Was ist Ihr Plan, falls das Abkommen mit der EU scheitert?
Wietlisbach: Wir sind für die EU relevant, etwa beim Landverkehr und beim Strom. Wenn die Schweiz das Abkommen ablehnt, wird es kurzfristig eine Eiszeit geben. Aber nachher wird sich die Beziehung wieder normalisieren, wir werden sektoriell über neue bilaterale Verträge diskutieren. Die EU ist ebenso an einem Stromabkommen interessiert wie die Schweiz. Doch sie wäre ja dumm, wenn sie während der laufenden Verhandlungen signalisieren würde, dass sie später zu sektoriellen Diskussionen bereit wäre.

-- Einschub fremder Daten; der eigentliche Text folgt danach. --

//! In-memory API key repository implementation

use async_trait::async_trait;
use chrono::{DateTime, Utc};
use std::collections::{HashMap, HashSet};
use std::sync::Arc;
use tokio::sync::RwLock;

use crate::domain::api_key::{ApiKey, ApiKeyId, ApiKeyRepository, ApiKeyStatus, MerchantId};
use crate::domain::DomainError;

/// In-memory implementation of ApiKeyRepository
#[derive(Debug)]
pub struct InMemoryApiKeyRepository {
    keys: Arc<RwLock<HashMap<String, ApiKey>>>,
    merchant_index: Arc<RwLock<HashMap<String, HashSet<String>>>>,
}

impl InMemoryApiKeyRepository {
    /// Create a new in-memory repository
    pub fn new() -> Self {
        Self {
            keys: Arc::new(RwLock::new(HashMap::new())),
            merchant_index: Arc::new(RwLock::new(HashMap::new())),
        }
    }

    /// Create a repository with initial keys
    pub async fn with_keys(keys: Vec<ApiKey>) -> Result<Self, DomainError> {
        let repo = Self::new();
        for key in keys {
            repo.create(key).await?;
        }
        Ok(repo)
    }
}

impl Default for InMemoryApiKeyRepository {
    fn default() -> Self {
        Self::new()
    }
}

#[async_trait]
impl ApiKeyRepository for InMemoryApiKeyRepository {
    async fn get(&self, id: &ApiKeyId) -> Result<Option<ApiKey>, DomainError> {
        let keys = self.keys.read().await;
        Ok(keys.get(id.as_str()).cloned())
    }

    async fn create(&self, api_key: ApiKey) -> Result<ApiKey, DomainError> {
        let mut keys = self.keys.write().await;
        let mut merchant_index = self.merchant_index.write().await;

        let id = api_key.id().as_str().to_string();

        if keys.contains_key(&id) {
            return Err(DomainError::conflict(format!(
                "API key with ID '{}' already exists",
                id
            )));
        }

        merchant_index
            .entry(api_key.merchant_id().as_str().to_string())
            .or_default()
            .insert(id.clone());
        keys.insert(id, api_key.clone());

        Ok(api_key)
    }

    async fn update(&self, api_key: &ApiKey) -> Result<ApiKey, DomainError> {
        let mut keys = self.keys.write().await;
        let id = api_key.id().as_str().to_string();

        match keys.get(&id) {
            None => {
                return Err(DomainError::not_found(format!(
                    "API key '{}' not found",
                    id
                )));
            }
            Some(existing) if existing.merchant_id() != api_key.merchant_id() => {
                return Err(DomainError::conflict(format!(
                    "API key '{}' cannot change owner",
                    id
                )));
            }
            Some(_) => {}
        }

        keys.insert(id, api_key.clone());
        Ok(api_key.clone())
    }

    async fn list_by_merchant(
        &self,
        merchant_id: &MerchantId,
        status: Option<ApiKeyStatus>,
    ) -> Result<Vec<ApiKey>, DomainError> {
        let merchant_index = self.merchant_index.read().await;
        let keys = self.keys.read().await;

        let mut result: Vec<ApiKey> = merchant_index
            .get(merchant_id.as_str())
            .into_iter()
            .flatten()
            .filter_map(|id| keys.get(id))
            .filter(|k| {
                if let Some(s) = status {
                    k.status() == s
                } else {
                    true
                }
            })
            .cloned()
            .collect();

        result.sort_by(|a, b| {
            a.created_at()
                .cmp(&b.created_at())
                .then_with(|| a.id().as_str().cmp(b.id().as_str()))
        });

        Ok(result)
    }

    async fn record_usage(&self, id: &ApiKeyId, at: DateTime<Utc>) -> Result<(), DomainError> {
        let mut keys = self.keys.write().await;

        if let Some(key) = keys.get_mut(id.as_str()) {
            key.record_usage(at);
            Ok(())
        } else {
            Err(DomainError::not_found(format!(
                "API key '{}' not found",
                id
            )))
        }
    }

    async fn mark_expired(&self, id: &ApiKeyId, now: DateTime<Utc>) -> Result<bool, DomainError> {
        let mut keys = self.keys.write().await;

        Ok(keys
            .get_mut(id.as_str())
            .map(|key| key.mark_expired(now))
            .unwrap_or(false))
    }

    async fn get_expiring_before(&self, before: DateTime<Utc>) -> Result<Vec<ApiKey>, DomainError> {
        let keys = self.keys.read().await;

        let result: Vec<ApiKey> = keys
            .values()
            .filter(|k| k.status() == ApiKeyStatus::Active && k.expires_at() < before)
            .cloned()
            .collect();

        Ok(result)
    }

    async fn get_with_previous_secret(&self) -> Result<Vec<ApiKey>, DomainError> {
        let keys = self.keys.read().await;

        Ok(keys
            .values()
            .filter(|k| k.previous_secret().is_some())
            .cloned()
            .collect())
    }
}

Fischer: Viele der Verträge sind in beiderseitigem Interesse, am Freizügigkeitsabkommen etwa hat die EU ein grösseres Interesse als die Schweiz.
Ihre Initiative sieht eine Rückwirkungsklausel vor: Wenn das EU-Abkommen nur mit dem Volksmehr und nicht auch mit dem Ständemehr angenommen würde, hätte es keinen Bestand. Müsste demnach ein zweites Mal abgestimmt werden?
Wietlisbach: Genau. Die Idee dahinter ist folgende: Wenn wir unsere Initiative einreichen, können Bundesrat und Parlament gar nicht mehr anders, als das EU-Abkommen dem obligatorischen Referendum von Volk und Ständen zu unterstellen. Es ist schlicht nicht denkbar, dass der Bundesrat die Abstimmung ansetzt und der EU gleichzeitig mitteilen muss, dass da noch eine Volksinitiative hängig sei, die eine zweite Abstimmung mit Ständemehr verlange. Das doppelte Mehr ist auch richtig, es geht um die Einschränkung der direkten Demokratie. Wenn Volk und Stände einverstanden sind, einen Teil ihrer Rechte abzugeben, dann ist das zu akzeptieren
Urs Wietlisbach
Mitgründer der Partners Group
Urs Wietlisbach gründete zusammen mit Alfred Gantner und Marcel Erni die international tätige Partners Group, die Privatmarktanlagen vermarktet. Neben Wietlisbach gehören auch Gantner und Erni dem Initiativkomitee an.
Heinrich Fischer
Kenner der Schweizer Industrie
Heinrich Fischer war Präsident des Verwaltungsrats des Bautechnologieunternehmens Hilti und Verwaltungsrat verschiedener Schweizer Technologiefirmen. Er war während Jahrzehnten in Führungspositionen der Schweizer Industrie tätig.